//! Avro codec built on the `apache-avro` crate
//!
//! A codec is built from one schema definition and converts between three
//! forms of a record:
//!
//! - **binary**: the Avro datum carried after the Confluent header
//! - **native**: [`apache_avro::types::Value`]
//! - **text**: Avro JSON encoding
//!
//! The text form follows the Avro JSON encoding rules rather than a "plain"
//! JSON rendering. Records keep schema field order, non-null union values are
//! wrapped in a single-key object naming the branch (`{"string": "x"}`), and
//! `bytes`/`fixed` become strings whose code points are the byte values.
//! Map keys are written in ascending order so repeated runs produce
//! identical text.
//!
//! # Example
//!
//! ```rust
//! use avroma::avro::AvroCodec;
//! use avroma::SchemaDefinition;
//!
//! let schema = SchemaDefinition::from(r#"
//!     {"type": "record", "name": "User", "fields": [
//!         {"name": "id", "type": "long"},
//!         {"name": "email", "type": ["null", "string"], "default": null}
//!     ]}
//! "#);
//! let codec = AvroCodec::new(&schema)?;
//!
//! let bytes = codec.encode_binary(&serde_json::json!({"id": 7, "email": {"string": "a@b.c"}}))?;
//! let native = codec.decode_binary(&bytes)?;
//! assert_eq!(codec.encode_text(&native)?, r#"{"id":7,"email":{"string":"a@b.c"}}"#);
//! # Ok::<(), avroma::avro::AvroError>(())
//! ```

use crate::types::SchemaDefinition;
use apache_avro::{
    from_avro_datum, to_avro_datum, types::Value as AvroValue, BigDecimal, Schema,
};
use serde_json::{Map as JsonMap, Number, Value as JsonValue};
use std::collections::HashMap;
use std::io::Cursor;
use thiserror::Error;

/// Errors from building or using a codec
#[derive(Debug, Error)]
pub enum AvroError {
    #[error("Schema parse error: {0}")]
    SchemaParse(String),

    #[error("Deserialization error: {0}")]
    Decode(String),

    #[error("Serialization error: {0}")]
    Encode(String),

    #[error("Invalid value: {0}")]
    InvalidValue(String),
}

pub type AvroResult<T> = Result<T, AvroError>;

/// Codec for one writer schema
#[derive(Debug, Clone)]
pub struct AvroCodec {
    schema: Schema,
    /// Named types by full name, for resolving `Schema::Ref`
    names: HashMap<String, Schema>,
}

impl AvroCodec {
    /// Parse `definition` and build a codec from it
    pub fn new(definition: &SchemaDefinition) -> AvroResult<Self> {
        let schema = Schema::parse_str(definition.as_str())
            .map_err(|e| AvroError::SchemaParse(e.to_string()))?;
        Ok(Self::from_schema(schema))
    }

    pub fn from_schema(schema: Schema) -> Self {
        let mut names = HashMap::new();
        collect_names(&schema, &mut names);
        Self { schema, names }
    }

    /// Full name of the top-level type, for named types
    pub fn fullname(&self) -> Option<String> {
        match &self.schema {
            Schema::Record(r) => Some(r.name.fullname(None)),
            Schema::Enum(e) => Some(e.name.fullname(None)),
            Schema::Fixed(f) => Some(f.name.fullname(None)),
            _ => None,
        }
    }

    /// Decode an Avro datum into its native form
    pub fn decode_binary(&self, data: &[u8]) -> AvroResult<AvroValue> {
        let mut cursor = Cursor::new(data);
        from_avro_datum(&self.schema, &mut cursor, None)
            .map_err(|e| AvroError::Decode(e.to_string()))
    }

    /// Render a native value as Avro JSON text
    pub fn encode_text(&self, value: &AvroValue) -> AvroResult<String> {
        let json = self.to_json(value, &self.schema)?;
        serde_json::to_string(&json).map_err(|e| AvroError::Encode(e.to_string()))
    }

    /// Encode a JSON document (Avro JSON encoding, or plain JSON where it is
    /// unambiguous) as an Avro datum
    pub fn encode_binary(&self, json: &JsonValue) -> AvroResult<Vec<u8>> {
        let value = self.from_json(json, &self.schema)?;
        to_avro_datum(&self.schema, value).map_err(|e| AvroError::Encode(e.to_string()))
    }

    fn resolve<'a>(&'a self, schema: &'a Schema) -> AvroResult<&'a Schema> {
        match schema {
            Schema::Ref { name } => {
                let fullname = name.fullname(None);
                self.names
                    .get(&fullname)
                    .ok_or_else(|| AvroError::Encode(format!("Unknown named type: {}", fullname)))
            }
            other => Ok(other),
        }
    }

    fn to_json(&self, value: &AvroValue, schema: &Schema) -> AvroResult<JsonValue> {
        let schema = self.resolve(schema)?;
        match (value, schema) {
            (AvroValue::Union(idx, inner), Schema::Union(union)) => {
                let variant = union.variants().get(*idx as usize).ok_or_else(|| {
                    AvroError::Encode(format!("Union branch {} out of range", idx))
                })?;
                if matches!(**inner, AvroValue::Null) {
                    return Ok(JsonValue::Null);
                }
                let mut obj = JsonMap::with_capacity(1);
                obj.insert(self.branch_name(variant)?, self.to_json(inner, variant)?);
                Ok(JsonValue::Object(obj))
            }

            (AvroValue::Record(fields), Schema::Record(record)) => {
                let mut obj = JsonMap::with_capacity(fields.len());
                for (name, field_value) in fields {
                    let field = record
                        .lookup
                        .get(name)
                        .and_then(|&pos| record.fields.get(pos))
                        .ok_or_else(|| {
                            AvroError::Encode(format!(
                                "Field {} not in record {}",
                                name,
                                record.name.fullname(None)
                            ))
                        })?;
                    obj.insert(name.clone(), self.to_json(field_value, &field.schema)?);
                }
                Ok(JsonValue::Object(obj))
            }

            (AvroValue::Array(items), Schema::Array(array)) => items
                .iter()
                .map(|item| self.to_json(item, &array.items))
                .collect::<AvroResult<Vec<_>>>()
                .map(JsonValue::Array),

            (AvroValue::Map(entries), Schema::Map(map)) => {
                let mut keys: Vec<&String> = entries.keys().collect();
                keys.sort();
                let mut obj = JsonMap::with_capacity(keys.len());
                for key in keys {
                    obj.insert(key.clone(), self.to_json(&entries[key], &map.types)?);
                }
                Ok(JsonValue::Object(obj))
            }

            (AvroValue::Null, _) => Ok(JsonValue::Null),
            (AvroValue::Boolean(b), _) => Ok(JsonValue::Bool(*b)),
            (AvroValue::Int(i), _) | (AvroValue::Date(i), _) | (AvroValue::TimeMillis(i), _) => {
                Ok(JsonValue::from(*i))
            }
            (AvroValue::Long(l), _)
            | (AvroValue::TimeMicros(l), _)
            | (AvroValue::TimestampMillis(l), _)
            | (AvroValue::TimestampMicros(l), _)
            | (AvroValue::LocalTimestampMillis(l), _)
            | (AvroValue::LocalTimestampMicros(l), _) => Ok(JsonValue::from(*l)),
            (AvroValue::Float(f), _) => float_number(*f),
            (AvroValue::Double(d), _) => finite_number(*d),
            (AvroValue::String(s), _) => Ok(JsonValue::String(s.clone())),
            (AvroValue::Bytes(bytes), _) | (AvroValue::Fixed(_, bytes), _) => {
                Ok(JsonValue::String(bytes_to_code_points(bytes)))
            }
            // Logical types over bytes/fixed render as their underlying bytes
            (AvroValue::Decimal(decimal), _) => {
                let bytes = Vec::<u8>::try_from(decimal)
                    .map_err(|e| AvroError::Encode(e.to_string()))?;
                Ok(JsonValue::String(bytes_to_code_points(&bytes)))
            }
            (AvroValue::BigDecimal(decimal), _) => {
                let bytes = big_decimal_bytes(decimal)?;
                Ok(JsonValue::String(bytes_to_code_points(&bytes)))
            }
            (AvroValue::Duration(duration), _) => {
                let bytes: [u8; 12] = (*duration).into();
                Ok(JsonValue::String(bytes_to_code_points(&bytes)))
            }
            (AvroValue::Enum(_, symbol), _) => Ok(JsonValue::String(symbol.clone())),
            (AvroValue::Uuid(uuid), _) => Ok(JsonValue::String(uuid.to_string())),

            (AvroValue::Union(..), _)
            | (AvroValue::Record(_), _)
            | (AvroValue::Array(_), _)
            | (AvroValue::Map(_), _) => Err(AvroError::Encode(format!(
                "Value does not match schema type {}",
                type_name(schema)
            ))),

            // nanosecond timestamps
            (other, _) => {
                JsonValue::try_from(other.clone()).map_err(|e| AvroError::Encode(e.to_string()))
            }
        }
    }

    /// Name used to tag a union branch in Avro JSON
    fn branch_name(&self, variant: &Schema) -> AvroResult<String> {
        Ok(type_name(self.resolve(variant)?))
    }

    fn from_json(&self, json: &JsonValue, schema: &Schema) -> AvroResult<AvroValue> {
        let schema = self.resolve(schema)?;
        match (schema, json) {
            (Schema::Null, JsonValue::Null) => Ok(AvroValue::Null),
            (Schema::Boolean, JsonValue::Bool(b)) => Ok(AvroValue::Boolean(*b)),
            (Schema::Int, JsonValue::Number(n)) => Ok(AvroValue::Int(as_i32(n)?)),
            (Schema::Date, JsonValue::Number(n)) => Ok(AvroValue::Date(as_i32(n)?)),
            (Schema::TimeMillis, JsonValue::Number(n)) => Ok(AvroValue::TimeMillis(as_i32(n)?)),
            (Schema::Long, JsonValue::Number(n)) => Ok(AvroValue::Long(as_i64(n)?)),
            (Schema::TimeMicros, JsonValue::Number(n)) => Ok(AvroValue::TimeMicros(as_i64(n)?)),
            (Schema::TimestampMillis, JsonValue::Number(n)) => {
                Ok(AvroValue::TimestampMillis(as_i64(n)?))
            }
            (Schema::TimestampMicros, JsonValue::Number(n)) => {
                Ok(AvroValue::TimestampMicros(as_i64(n)?))
            }
            (Schema::Float, JsonValue::Number(n)) => Ok(AvroValue::Float(as_f64(n)? as f32)),
            (Schema::Double, JsonValue::Number(n)) => Ok(AvroValue::Double(as_f64(n)?)),
            (Schema::String, JsonValue::String(s)) => Ok(AvroValue::String(s.clone())),
            (Schema::Bytes, JsonValue::String(s)) => Ok(AvroValue::Bytes(code_points_to_bytes(s)?)),

            (Schema::Fixed(fixed), JsonValue::String(s)) => {
                let bytes = code_points_to_bytes(s)?;
                if bytes.len() != fixed.size {
                    return Err(AvroError::InvalidValue(format!(
                        "Fixed size mismatch: expected {}, got {}",
                        fixed.size,
                        bytes.len()
                    )));
                }
                Ok(AvroValue::Fixed(fixed.size, bytes))
            }

            (Schema::Enum(enum_schema), JsonValue::String(s)) => enum_schema
                .symbols
                .iter()
                .position(|sym| sym == s)
                .map(|pos| AvroValue::Enum(pos as u32, s.clone()))
                .ok_or_else(|| AvroError::InvalidValue(format!("Invalid enum symbol: {}", s))),

            (Schema::Array(array), JsonValue::Array(items)) => items
                .iter()
                .map(|item| self.from_json(item, &array.items))
                .collect::<AvroResult<Vec<_>>>()
                .map(AvroValue::Array),

            (Schema::Map(map), JsonValue::Object(obj)) => {
                let mut out = HashMap::with_capacity(obj.len());
                for (k, v) in obj {
                    out.insert(k.clone(), self.from_json(v, &map.types)?);
                }
                Ok(AvroValue::Map(out))
            }

            (Schema::Record(record), JsonValue::Object(obj)) => {
                let mut fields = Vec::with_capacity(record.fields.len());
                for field in &record.fields {
                    let value = match (obj.get(&field.name), &field.default) {
                        (Some(v), _) => self.from_json(v, &field.schema)?,
                        (None, Some(default)) => self.from_json(default, &field.schema)?,
                        (None, None) => {
                            return Err(AvroError::InvalidValue(format!(
                                "Missing required field: {}",
                                field.name
                            )))
                        }
                    };
                    fields.push((field.name.clone(), value));
                }
                Ok(AvroValue::Record(fields))
            }

            (Schema::Union(union), json) => {
                let variants = union.variants();

                // Tagged form: {"<branch>": value}
                if let JsonValue::Object(obj) = json {
                    if obj.len() == 1 {
                        if let Some((tag, inner)) = obj.iter().next() {
                            for (idx, variant) in variants.iter().enumerate() {
                                if self.branch_name(variant)? == *tag {
                                    let v = self.from_json(inner, variant)?;
                                    return Ok(AvroValue::Union(idx as u32, Box::new(v)));
                                }
                            }
                        }
                    }
                }

                // Untagged: first branch that accepts the value
                for (idx, variant) in variants.iter().enumerate() {
                    if let Ok(v) = self.from_json(json, variant) {
                        return Ok(AvroValue::Union(idx as u32, Box::new(v)));
                    }
                }
                Err(AvroError::InvalidValue(format!(
                    "No matching union variant for: {}",
                    json
                )))
            }

            (schema, json) => Err(AvroError::InvalidValue(format!(
                "Expected {}, got {}",
                type_name(schema),
                json
            ))),
        }
    }
}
:::
* **TASK GOAL**
Transcribe the records above from the line holding "use std::io::Cursor;" down to the line holding "Avro JSON text", inclusive, without adding anything.

* **ANSWER FOR THE TASK**
use std::io::Cursor;
use thiserror::Error;

/// Errors from building or using a codec
#[derive(Debug, Error)]
pub enum AvroError {
    #[error("Schema parse error: {0}")]
    SchemaParse(String),

    #[error("Deserialization error: {0}")]
    Decode(String),

    #[error("Serialization error: {0}")]
    Encode(String),

    #[error("Invalid value: {0}")]
    InvalidValue(String),
}

pub type AvroResult<T> = Result<T, AvroError>;

/// Codec for one writer schema
#[derive(Debug, Clone)]
pub struct AvroCodec {
    schema: Schema,
    /// Named types by full name, for resolving `Schema::Ref`
    names: HashMap<String, Schema>,
}

impl AvroCodec {
    /// Parse `definition` and build a codec from it
    pub fn new(definition: &SchemaDefinition) -> AvroResult<Self> {
        let schema = Schema::parse_str(definition.as_str())
            .map_err(|e| AvroError::SchemaParse(e.to_string()))?;
        Ok(Self::from_schema(schema))
    }

    pub fn from_schema(schema: Schema) -> Self {
        let mut names = HashMap::new();
        collect_names(&schema, &mut names);
        Self { schema, names }
    }

    /// Full name of the top-level type, for named types
    pub fn fullname(&self) -> Option<String> {
        match &self.schema {
            Schema::Record(r) => Some(r.name.fullname(None)),
            Schema::Enum(e) => Some(e.name.fullname(None)),
            Schema::Fixed(f) => Some(f.name.fullname(None)),
            _ => None,
        }
    }

    /// Decode an Avro datum into its native form
    pub fn decode_binary(&self, data: &[u8]) -> AvroResult<AvroValue> {
        let mut cursor = Cursor::new(data);
        from_avro_datum(&self.schema, &mut cursor, None)
            .map_err(|e| AvroError::Decode(e.to_string()))
    }

    /// Render a native value as Avro JSON text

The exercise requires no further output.